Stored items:
_ _ _
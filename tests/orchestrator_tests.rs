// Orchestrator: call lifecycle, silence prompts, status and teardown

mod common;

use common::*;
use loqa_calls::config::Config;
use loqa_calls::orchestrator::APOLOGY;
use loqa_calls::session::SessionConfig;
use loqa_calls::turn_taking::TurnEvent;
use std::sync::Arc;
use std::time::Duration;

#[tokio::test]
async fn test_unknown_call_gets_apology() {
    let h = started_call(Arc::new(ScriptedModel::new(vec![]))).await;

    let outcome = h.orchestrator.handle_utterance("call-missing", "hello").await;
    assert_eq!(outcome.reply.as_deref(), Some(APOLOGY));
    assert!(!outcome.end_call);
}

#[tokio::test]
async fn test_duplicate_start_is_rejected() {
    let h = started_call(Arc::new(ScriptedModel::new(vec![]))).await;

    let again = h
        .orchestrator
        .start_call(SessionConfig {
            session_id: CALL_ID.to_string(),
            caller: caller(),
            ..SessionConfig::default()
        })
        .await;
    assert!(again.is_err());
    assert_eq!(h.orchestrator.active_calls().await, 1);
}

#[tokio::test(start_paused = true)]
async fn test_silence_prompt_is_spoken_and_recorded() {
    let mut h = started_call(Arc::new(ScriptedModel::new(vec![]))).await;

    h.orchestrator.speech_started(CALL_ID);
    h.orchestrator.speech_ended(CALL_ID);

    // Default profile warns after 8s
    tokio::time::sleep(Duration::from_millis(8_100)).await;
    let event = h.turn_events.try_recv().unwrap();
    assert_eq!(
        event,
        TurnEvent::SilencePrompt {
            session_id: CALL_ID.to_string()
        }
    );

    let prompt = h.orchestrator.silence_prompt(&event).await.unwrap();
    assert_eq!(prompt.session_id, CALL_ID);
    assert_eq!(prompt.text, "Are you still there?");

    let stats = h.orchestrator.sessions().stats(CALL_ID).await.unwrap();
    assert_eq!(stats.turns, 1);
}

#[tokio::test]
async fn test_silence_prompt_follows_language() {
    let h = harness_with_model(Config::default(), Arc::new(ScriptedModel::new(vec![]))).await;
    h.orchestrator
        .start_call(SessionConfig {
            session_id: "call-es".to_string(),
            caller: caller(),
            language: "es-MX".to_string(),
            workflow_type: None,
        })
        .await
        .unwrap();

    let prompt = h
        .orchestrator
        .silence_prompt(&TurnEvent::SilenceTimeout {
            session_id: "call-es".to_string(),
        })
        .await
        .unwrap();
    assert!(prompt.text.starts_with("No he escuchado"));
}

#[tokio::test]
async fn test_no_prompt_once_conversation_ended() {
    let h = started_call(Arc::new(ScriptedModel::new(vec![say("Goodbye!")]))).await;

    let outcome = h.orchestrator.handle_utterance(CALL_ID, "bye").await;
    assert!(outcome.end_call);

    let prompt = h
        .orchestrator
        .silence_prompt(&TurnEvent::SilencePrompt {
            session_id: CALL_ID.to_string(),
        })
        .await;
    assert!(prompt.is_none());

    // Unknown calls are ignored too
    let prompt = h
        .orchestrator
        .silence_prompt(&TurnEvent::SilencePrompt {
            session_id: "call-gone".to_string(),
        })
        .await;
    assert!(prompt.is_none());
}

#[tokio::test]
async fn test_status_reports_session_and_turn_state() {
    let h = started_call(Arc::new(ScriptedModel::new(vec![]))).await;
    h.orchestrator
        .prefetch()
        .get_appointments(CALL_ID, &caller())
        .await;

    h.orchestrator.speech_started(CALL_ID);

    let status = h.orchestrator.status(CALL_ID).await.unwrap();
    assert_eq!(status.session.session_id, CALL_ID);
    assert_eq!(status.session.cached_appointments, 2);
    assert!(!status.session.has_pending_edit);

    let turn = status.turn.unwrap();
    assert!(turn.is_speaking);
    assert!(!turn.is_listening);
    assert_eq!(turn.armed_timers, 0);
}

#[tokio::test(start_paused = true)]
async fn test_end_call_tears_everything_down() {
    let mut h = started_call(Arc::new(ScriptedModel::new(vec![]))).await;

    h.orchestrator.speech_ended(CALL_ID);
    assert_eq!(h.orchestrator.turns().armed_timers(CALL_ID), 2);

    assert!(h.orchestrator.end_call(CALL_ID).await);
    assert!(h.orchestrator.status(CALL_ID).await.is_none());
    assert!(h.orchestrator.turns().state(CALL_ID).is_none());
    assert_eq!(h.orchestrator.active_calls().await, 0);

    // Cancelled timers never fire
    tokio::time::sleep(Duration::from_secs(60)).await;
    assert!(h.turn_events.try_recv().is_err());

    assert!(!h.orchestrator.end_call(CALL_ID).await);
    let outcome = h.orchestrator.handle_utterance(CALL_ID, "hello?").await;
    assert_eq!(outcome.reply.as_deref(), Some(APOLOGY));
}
_ _ _
Count all lines of the data that include "outcome". The answer is the number alone.

§ **EXERCISE SOLUTION**: 7